## What is expected
From the entries that follow, work out how many lines contain "exported". Write the number only.

## Record excerpts
★ ★ ★

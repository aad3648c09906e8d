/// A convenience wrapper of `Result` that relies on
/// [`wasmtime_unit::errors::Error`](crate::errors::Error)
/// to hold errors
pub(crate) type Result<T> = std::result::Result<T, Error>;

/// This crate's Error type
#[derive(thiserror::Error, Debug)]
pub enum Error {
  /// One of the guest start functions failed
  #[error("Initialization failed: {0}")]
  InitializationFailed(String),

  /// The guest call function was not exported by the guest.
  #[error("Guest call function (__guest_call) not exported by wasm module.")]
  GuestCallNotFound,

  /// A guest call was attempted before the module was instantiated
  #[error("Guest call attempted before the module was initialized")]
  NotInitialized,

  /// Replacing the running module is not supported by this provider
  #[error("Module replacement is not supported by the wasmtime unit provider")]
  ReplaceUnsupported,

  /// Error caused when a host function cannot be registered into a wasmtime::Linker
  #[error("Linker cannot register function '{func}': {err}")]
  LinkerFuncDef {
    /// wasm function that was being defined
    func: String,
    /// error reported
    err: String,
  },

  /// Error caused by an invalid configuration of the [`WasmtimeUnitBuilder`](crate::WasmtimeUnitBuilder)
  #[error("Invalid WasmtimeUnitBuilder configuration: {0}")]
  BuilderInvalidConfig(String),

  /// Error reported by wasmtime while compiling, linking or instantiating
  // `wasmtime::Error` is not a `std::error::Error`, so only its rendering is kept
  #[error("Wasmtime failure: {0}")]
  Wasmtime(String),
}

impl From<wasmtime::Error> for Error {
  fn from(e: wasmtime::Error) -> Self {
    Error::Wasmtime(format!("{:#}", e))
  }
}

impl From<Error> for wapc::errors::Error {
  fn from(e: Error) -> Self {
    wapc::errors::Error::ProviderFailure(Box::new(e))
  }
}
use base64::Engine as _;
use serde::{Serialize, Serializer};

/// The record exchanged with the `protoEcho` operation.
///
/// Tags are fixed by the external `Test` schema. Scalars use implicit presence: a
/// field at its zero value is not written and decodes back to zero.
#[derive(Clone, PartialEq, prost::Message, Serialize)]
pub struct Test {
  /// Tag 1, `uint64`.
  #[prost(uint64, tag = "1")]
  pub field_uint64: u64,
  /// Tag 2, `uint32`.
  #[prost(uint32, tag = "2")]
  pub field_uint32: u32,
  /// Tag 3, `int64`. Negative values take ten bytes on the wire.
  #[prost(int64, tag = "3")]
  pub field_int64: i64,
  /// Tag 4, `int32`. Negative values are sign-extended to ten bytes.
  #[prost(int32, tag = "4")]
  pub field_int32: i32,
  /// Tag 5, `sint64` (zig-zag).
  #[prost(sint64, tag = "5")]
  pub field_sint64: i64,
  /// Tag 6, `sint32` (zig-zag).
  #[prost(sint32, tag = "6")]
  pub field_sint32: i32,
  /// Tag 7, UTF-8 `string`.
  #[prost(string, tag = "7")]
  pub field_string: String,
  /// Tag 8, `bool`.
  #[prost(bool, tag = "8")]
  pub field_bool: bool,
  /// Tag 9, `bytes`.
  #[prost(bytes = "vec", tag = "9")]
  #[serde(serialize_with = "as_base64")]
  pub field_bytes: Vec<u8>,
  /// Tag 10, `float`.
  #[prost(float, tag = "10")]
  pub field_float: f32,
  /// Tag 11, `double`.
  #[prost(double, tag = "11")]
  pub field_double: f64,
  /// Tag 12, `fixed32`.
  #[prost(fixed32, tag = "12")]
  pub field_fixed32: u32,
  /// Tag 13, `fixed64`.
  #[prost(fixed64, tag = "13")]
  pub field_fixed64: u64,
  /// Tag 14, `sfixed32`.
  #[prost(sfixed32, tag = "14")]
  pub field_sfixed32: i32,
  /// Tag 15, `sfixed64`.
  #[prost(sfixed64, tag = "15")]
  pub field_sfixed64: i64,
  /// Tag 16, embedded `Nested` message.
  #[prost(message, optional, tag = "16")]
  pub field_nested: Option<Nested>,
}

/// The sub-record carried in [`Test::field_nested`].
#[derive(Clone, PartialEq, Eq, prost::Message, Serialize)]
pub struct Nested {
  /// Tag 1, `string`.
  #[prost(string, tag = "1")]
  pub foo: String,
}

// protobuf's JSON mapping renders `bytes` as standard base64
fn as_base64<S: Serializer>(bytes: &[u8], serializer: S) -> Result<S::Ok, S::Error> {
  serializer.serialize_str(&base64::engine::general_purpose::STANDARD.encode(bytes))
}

★ ★ ★

## Completed exercise
2